◆ THE TASK
For the data below, report how many lines include the word "const", and write nothing else.

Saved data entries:
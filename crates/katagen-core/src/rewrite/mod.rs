//! Mechanical, deterministic source edits.
//!
//! Each rewrite is a pure function `source → {source, changed, detail}`,
//! idempotent, and cheaper than an LLM round-trip. Rewrites run *before*
//! obligation checks within one attempt, so an obligation failure after
//! rewrites is reported as-is.

pub mod java;

/// Result of one rewrite application.
#[derive(Debug, Clone, PartialEq, Eq)]
pub struct RewriteOutcome {
    pub source: String,
    pub changed: bool,
    pub detail: String,
}

impl RewriteOutcome {
    pub(crate) fn unchanged(source: impl Into<String>) -> Self {
        Self {
            source: source.into(),
            changed: false,
            detail: String::new(),
        }
    }

    pub(crate) fn changed(source: String, detail: impl Into<String>) -> Self {
        Self {
            source,
            changed: true,
            detail: detail.into(),
        }
    }
}

/// Rewrite record ids surfaced through progress events.
pub mod ids {
    pub const JAVA_DEMOTE_EXTRA_PUBLIC_TYPES: &str = "java.demote_extra_public_types";
    pub const JAVA_PROMOTE_PUBLIC_TYPE: &str = "java.promote_public_type";
    pub const JAVA_RENAME_TEST_CLASS: &str = "java.rename_test_class";
    pub const JAVA_SANITIZE_STRING_WHITESPACE: &str = "java.sanitize_string_whitespace";
    pub const JAVA_REBUILD_STDIN_TESTS: &str = "java.rebuild_stdin_tests";
    pub const SLOT_REPLACE_CONSTRAINTS: &str = "slot.replace_constraints";
    pub const SLOT_NORMALIZE_SAMPLES: &str = "slot.normalize_samples";
    pub const SLOT_SYNTHESIZE_STARTER: &str = "slot.synthesize_starter";
}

◆ EXERCISE RESULT
8